▶ **WORK REQUIRED**
From the listing below, select every line where the word "OsRng" appears.

▶ **AVAILABLE RECORDS**
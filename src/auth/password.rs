use argon2::{
    password_hash::{PasswordHash, PasswordHasher, PasswordVerifier, SaltString},
    Argon2,
};
use rand::rngs::OsRng;
use tracing::{error, warn};

/// Argon2id with a fresh random salt; the PHC string embeds salt and params.
pub fn hash_password(plain: &str) -> anyhow::Result<String> {
    let salt = SaltString::generate(&mut OsRng);
    let argon2 = Argon2::default();
    let hash = argon2
        .hash_password(plain.as_bytes(), &salt)
        .map_err(|e| {
            error!(error = %e, "argon2 hash_password error");
            anyhow::anyhow!(e.to_string())
        })?
        .to_string();
    Ok(hash)
}

/// Returns false on mismatch and on a stored hash that does not parse.
pub fn verify_password(plain: &str, hash: &str) -> bool {
    let parsed = match PasswordHash::new(hash) {
        Ok(p) => p,
        Err(e) => {
            warn!(error = %e, "stored password hash is malformed");
            return false;
        }
    };
    Argon2::default()
        .verify_password(plain.as_bytes(), &parsed)
        .is_ok()
}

▶ **EXPECTED ANSWER**
use rand::rngs::OsRng;
    let salt = SaltString::generate(&mut OsRng);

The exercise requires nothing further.